Devenant rapidement trop petit, le Baladin est suivi de l’ouverture du Zéphyr à la fin des années 80, rue Jourdain, où Méziane Azaïche rachète un ancien restaurant gastronomique. Avec la grâce d’un funambule, il navigue entre son amour du peuple, de la musique et des artistes, poussant toujours plus loin la magie du spectacle.
En l’espace de quatorze ans, il parvient à attirer une nouvelle clientèle et transforme l’adresse en lieu incontournable fréquenté par des artistes célèbres comme Jacques Higelin et Arthur H.
Amour du spectacle et Cabaret sauvage
En 1994, il fait un pas de plus sur la piste en louant le Magic Mirror, chapiteau de bois et de velours installé à la Villette, et créé son premier spectacle de cabaret avec l’ancien groupe de Arthur H, le Bachibouzouk.
« Pour moi le cabaret, c’est le lieu idéal pour exprimer tout ce que l’on a sur le cœur. On peut y parler d’art, d’amour, de politique. Et passer d’une émotion à une autre sans transition. C’est pour moi la réelle définition de la liberté et c’est pour cela que j’ai quitté mon propre pays », confie-t-il.
Initialement supposée durer quelque semaines, la représentation, intitulée Cabaret sauvage, s’installe finalement quatre mois, accueillant jusqu’à 25 000 spectateurs. Une expérience magique que l’entrepreneur de spectacles n’arrive pas à quitter, si bien qu’il décide de prolonger la fête en faisait construire son propre chapiteau.
Et comme la chance possède une place centrale dans l’histoire fantastique de Méziane Azaïche, c’est grâce à l’aide financière d’un ancien plongeur du Zéphyr, qui vient de gagner au loto, qu’il parvient à ouvrir la version physique du « Cabaret sauvage » en 1997.
« Le cabaret est pluriel et chacun peut créer le sien. Tout le monde a un cabaret dans sa tête et moi je voulais faire un cabaret où je me sentirais épanoui », commente-t-il.

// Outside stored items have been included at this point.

//! Configuration loading with multi-layer merge

use super::WorkflowDefinition;
use crate::workflow::{DEFAULT_MAX_ITERATIONS, EngineSettings};
use anyhow::{Context, Result};
use serde::{Deserialize, Serialize};
use std::path::{Path, PathBuf};
use std::time::Duration;

/// Project-level configuration directory
pub const PROJECT_DIR: &str = ".nodeflow";

/// Top-level nodeflow configuration
#[derive(Debug, Clone, Default, Deserialize, Serialize, PartialEq)]
#[serde(deny_unknown_fields)]
pub struct NodeflowConfig {
    /// Global defaults
    #[serde(default)]
    pub defaults: Defaults,

    /// Logging options
    #[serde(default)]
    pub logging: LoggingConfig,
}

/// Global default settings
#[derive(Debug, Clone, Default, Deserialize, Serialize, PartialEq)]
#[serde(deny_unknown_fields)]
pub struct Defaults {
    /// Iteration ceiling for loop nodes that do not set their own
    pub max_iterations: Option<u32>,

    /// Per-invocation timeout in milliseconds
    pub node_timeout_ms: Option<u64>,

    /// Whole-run timeout in milliseconds
    pub run_timeout_ms: Option<u64>,
}

/// Logging settings
#[derive(Debug, Clone, Default, Deserialize, Serialize, PartialEq)]
#[serde(deny_unknown_fields)]
pub struct LoggingConfig {
    /// Log file path; `~` is expanded
    pub file: Option<String>,
}

impl LoggingConfig {
    /// Expanded log file path, if configured
    pub fn file_path(&self) -> Option<PathBuf> {
        self.file
            .as_deref()
            .map(|f| PathBuf::from(shellexpand::tilde(f).into_owned()))
    }
}

impl NodeflowConfig {
    /// Load configuration from the standard hierarchy
    ///
    /// Load order (later overrides earlier):
    /// 1. Built-in defaults
    /// 2. ~/.config/nodeflow/config.toml
    /// 3. .nodeflow/config.toml (project)
    pub fn load(project_dir: Option<&Path>) -> Result<Self> {
        let mut config = Self::default();

        if let Some(user_config_path) = Self::user_config_path() {
            if user_config_path.exists() {
                let user_config = Self::load_file(&user_config_path)
                    .with_context(|| format!("loading {}", user_config_path.display()))?;
                config.merge(user_config);
            }
        }

        let project_config_path = project_root(project_dir).join("config.toml");
        if project_config_path.exists() {
            let project_config = Self::load_file(&project_config_path)
                .with_context(|| format!("loading {}", project_config_path.display()))?;
            config.merge(project_config);
        }

        Ok(config)
    }

    /// Load configuration from a specific file
    pub fn load_file(path: &Path) -> Result<Self> {
        let contents = std::fs::read_to_string(path)
            .with_context(|| format!("reading {}", path.display()))?;
        let config: Self = toml::from_str(&contents)
            .with_context(|| format!("parsing {}", path.display()))?;
        Ok(config)
    }

    /// Get the user config path (~/.config/nodeflow/config.toml)
    pub fn user_config_path() -> Option<PathBuf> {
        dirs::config_dir().map(|p| p.join("nodeflow/config.toml"))
    }

    /// Merge another config into this one (other takes precedence)
    pub fn merge(&mut self, other: Self) {
        if other.defaults.max_iterations.is_some() {
            self.defaults.max_iterations = other.defaults.max_iterations;
        }
        if other.defaults.node_timeout_ms.is_some() {
            self.defaults.node_timeout_ms = other.defaults.node_timeout_ms;
        }
        if other.defaults.run_timeout_ms.is_some() {
            self.defaults.run_timeout_ms = other.defaults.run_timeout_ms;
        }
        if other.logging.file.is_some() {
            self.logging.file = other.logging.file;
        }
    }

    /// Engine limits derived from the defaults
    pub fn settings(&self) -> EngineSettings {
        EngineSettings {
            default_max_iterations: self
                .defaults
                .max_iterations
                .unwrap_or(DEFAULT_MAX_ITERATIONS)
                .max(1),
            node_timeout: self.defaults.node_timeout_ms.map(Duration::from_millis),
            run_timeout: self.defaults.run_timeout_ms.map(Duration::from_millis),
        }
    }
}

fn project_root(project_dir: Option<&Path>) -> PathBuf {
    project_dir
        .map(|p| p.join(PROJECT_DIR))
        .unwrap_or_else(|| PathBuf::from(PROJECT_DIR))
}

/// Workflow directories, lowest precedence first
///
/// 1. ~/.config/nodeflow/workflows (user)
/// 2. .nodeflow/workflows (project)
pub fn workflow_dirs(project_dir: Option<&Path>) -> Vec<PathBuf> {
    let mut found = Vec::new();
    if let Some(user_dir) = dirs::config_dir() {
        found.push(user_dir.join("nodeflow/workflows"));
    }
    found.push(project_root(project_dir).join("workflows"));
    found
}

/// Load a workflow from the standard hierarchy
///
/// Search order (first match wins):
/// 1. .nodeflow/workflows/{name}.toml or .json (project)
/// 2. ~/.config/nodeflow/workflows/{name}.toml or .json (user)
pub fn load_workflow(name: &str, project_dir: Option<&Path>) -> Result<WorkflowDefinition> {
    for dir in workflow_dirs(project_dir).iter().rev() {
        for extension in ["toml", "json"] {
            let path = dir.join(format!("{}.{}", name, extension));
            if path.exists() {
                return load_workflow_file(&path);
            }
        }
    }

    anyhow::bail!("workflow '{}' not found", name)
}

/// Parse and validate a workflow definition file (TOML or JSON)
///
/// A definition without a name takes its file stem.
pub fn load_workflow_file(path: &Path) -> Result<WorkflowDefinition> {
    let contents = std::fs::read_to_string(path)
        .with_context(|| format!("reading {}", path.display()))?;

    let mut workflow: WorkflowDefinition = match path.extension().and_then(|e| e.to_str()) {
        Some("json") => serde_json::from_str(&contents)
            .with_context(|| format!("parsing {}", path.display()))?,
        _ => toml::from_str(&contents).with_context(|| format!("parsing {}", path.display()))?,
    };

    if workflow.name.trim().is_empty() {
        if let Some(stem) = path.file_stem().and_then(|s| s.to_str()) {
            workflow.name = stem.to_string();
        }
    }

    workflow.validate().map_err(|errors| {
        anyhow::anyhow!(
            "workflow '{}' validation failed:\n  {}",
            workflow.name,
            errors.join("\n  ")
        )
    })?;

    Ok(workflow)
}

/// List workflow definition files in a directory, sorted by name
///
/// A missing directory yields an empty list.
pub fn discover_workflows(dir: &Path) -> Result<Vec<PathBuf>> {
    if !dir.is_dir() {
        return Ok(Vec::new());
    }

    let mut found = Vec::new();
    for entry in std::fs::read_dir(dir).with_context(|| format!("reading {}", dir.display()))? {
        let path = entry?.path();
        let is_definition = matches!(
            path.extension().and_then(|e| e.to_str()),
            Some("toml" | "json")
        );
        if path.is_file() && is_definition {
            found.push(path);
        }
    }

    found.sort();
    Ok(found)
}
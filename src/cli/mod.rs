//! CLI module for nodeflow
//!
//! This module provides:
//! - Command implementations (run, validate, workflows, functions)
//! - Output handlers (console, JSON, quiet)
//! - Signal handling that cancels the active run
//!
//! # Example
//!
//! ```ignore
//! use nodeflow::cli::{commands, output};
//!
//! let handler = output::create_handler(output::OutputMode::Console, false);
//! let exit_code = commands::run_workflow(&engine, "code_review", &args, None, &*handler).await?;
//! ```

pub mod commands;
pub mod output;
pub mod signals;

pub use commands::{list_functions, list_workflows, parse_workflow_args, run_workflow, validate_workflow};
pub use output::{OutputEvent, OutputHandler, OutputMode, create_handler};
pub use signals::{is_shutdown_requested, setup_signal_handlers};
//! Error types for raster buffers and the PNM encoder

use std::path::PathBuf;

use thiserror::Error;

/// Result type alias for buffer and encoder operations
pub type Result<T> = std::result::Result<T, Error>;

/// Errors that can occur while editing or saving an image
#[derive(Error, Debug)]
pub enum Error {
    /// Pixel coordinates fall outside the image
    #[error("Pixel ({x}, {y}) is out of bounds for a {width}x{height} image")]
    OutOfBounds {
        x: usize,
        y: usize,
        width: usize,
        height: usize,
    },

    /// Replacement pixel data does not match the buffer shape
    #[error("Pixel data has {actual} samples, expected {expected}")]
    DataLength { expected: usize, actual: usize },

    /// Failed to open, read or write a file
    #[error("I/O error on {}: {source}", path.display())]
    Io {
        path: PathBuf,
        #[source]
        source: std::io::Error,
    },

    /// Failed to write to an output stream
    #[error("Write failed: {0}")]
    Write(#[from] std::io::Error),

    /// Dimensions whose sample count does not fit in memory addressing
    #[error("Image of {width}x{height} with {channels} channel(s) is too large")]
    TooLarge {
        width: usize,
        height: usize,
        channels: usize,
    },

    /// Unknown or unsupported format name
    #[error("Invalid format: {0}")]
    Format(String),

    /// Invalid scene description
    #[error("Invalid scene: {0}")]
    Scene(String),
}

impl Error {
    pub(crate) fn io(path: impl Into<PathBuf>, source: std::io::Error) -> Self {
        Error::Io {
            path: path.into(),
            source,
        }
    }

    /// Returns `true` for file and stream write failures.
    pub fn is_io(&self) -> bool {
        matches!(self, Error::Io { .. } | Error::Write(_))
    }
}

#[cfg(test)]
mod tests {
    use super::*;

    #[test]
    fn out_of_bounds_message_names_coordinates() {
        let err = Error::OutOfBounds {
            x: 4,
            y: 1,
            width: 4,
            height: 2,
        };
        assert_eq!(
            err.to_string(),
            "Pixel (4, 1) is out of bounds for a 4x2 image"
        );
        assert!(!err.is_io());
    }

    #[test]
    fn io_error_keeps_path_and_source() {
        let err = Error::io(
            "missing/out.pgm",
            std::io::Error::new(std::io::ErrorKind::NotFound, "no such directory"),
        );
        assert!(err.is_io());
        assert!(err.to_string().contains("missing/out.pgm"));
        assert!(std::error::Error::source(&err).is_some());
        assert!(err.to_string().starts_with("I/O error on "));
        assert!(!err.to_string().contains("write"));
    }
}
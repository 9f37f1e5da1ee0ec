//! Raster buffer, pixel colors and drawing primitives

mod buffer;
mod color;
pub mod paint;

pub use buffer::{RasterBuffer, ResizePolicy};
pub use color::PixelColor;
pub use paint::PaintCommand;
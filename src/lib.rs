//! pnmkit
//!
//! An in-memory raster image buffer with drawing primitives and an encoder for
//! the PNM family of formats: PBM (bitmap), PGM (grayscale) and PPM (color),
//! each in its ASCII (`P1`–`P3`) or binary (`P4`–`P6`) variant.
//!
//! # Features
//!
//! - **Generic samples**: buffers store `u8` or `u16` channels; the header
//!   maxval follows the channel type
//! - **Checked access**: every coordinate-based accessor validates bounds
//! - **Explicit resizing**: callers choose between resetting and remapping
//!   existing content
//!
//! # Example
//!
//! ```no_run
//! use pnmkit::{PixelColor, PnmEncoder, PnmFormat, RasterBuffer};
//!
//! # fn main() -> Result<(), Box<dyn std::error::Error>> {
//! let mut img = RasterBuffer::<u8>::new(4, 2, PnmFormat::GrayscaleAscii);
//! img.set_pixel(0, 0, &PixelColor::gray(10))?;
//! img.set_pixel(3, 1, &PixelColor::gray(200))?;
//!
//! PnmEncoder::default().save(&img, "out.pgm")?;
//! # Ok(())
//! # }
//! ```

pub mod channel;
pub mod encoder;
pub mod error;
pub mod format;
pub mod raster;
pub mod scene;

pub use channel::Channel;
pub use encoder::{EncoderConfig, PnmEncoder};
pub use error::{Error, Result};
pub use format::{Encoding, ImageKind, PnmFormat};
pub use raster::{PaintCommand, PixelColor, RasterBuffer, ResizePolicy};
pub use scene::Scene;

#[cfg(test)]
mod tests {
    use super::*;

    #[test]
    fn test_default_config() {
        let config = EncoderConfig::default();
        assert!(!config.create_parent_dirs);
        assert_eq!(config.buffer_capacity, 8192);
    }

    #[test]
    fn test_default_buffer_is_u8() {
        let img: RasterBuffer = RasterBuffer::new(2, 2, PnmFormat::GrayscaleBinary);
        let out = PnmEncoder::default().encode(&img).unwrap();
        assert!(out.starts_with(b"P5\n2 2\n255\n"));
    }
}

Véritable acrobate du divertissement, il y produit des spectacles mythiques et engagés, comme Barbès café, qui raconte l’histoire de l’immigration en musique, ou encore Cinq nuits d’un destin, où il fait venir 50 musiciennes d’Algérie et d’Europe pour jouer ensemble sur fond de guerre civile algérienne. Une création à laquelle participe une chanteuse à l’époque encore méconnue, Souad Massi.
À maintenant 64 ans, Méziane Azaïche n’en possède pas moins d’étoiles dans les yeux et de projets dans la tête. Il ambitionne notamment d’agrandir son chapiteau et d’améliorer l’acoustique avant l’été, mais prévoit aussi deux nouveaux shows sur le vivre-ensemble et l’histoire des chanteuses algériennes venues se produire en France des années 50 à nos jours.
En attendant, c’est la musique chaâbi qu’il célèbre avec Casbah mon amour. Ce même amour qu’il porte au spectacle et à la musique depuis toujours.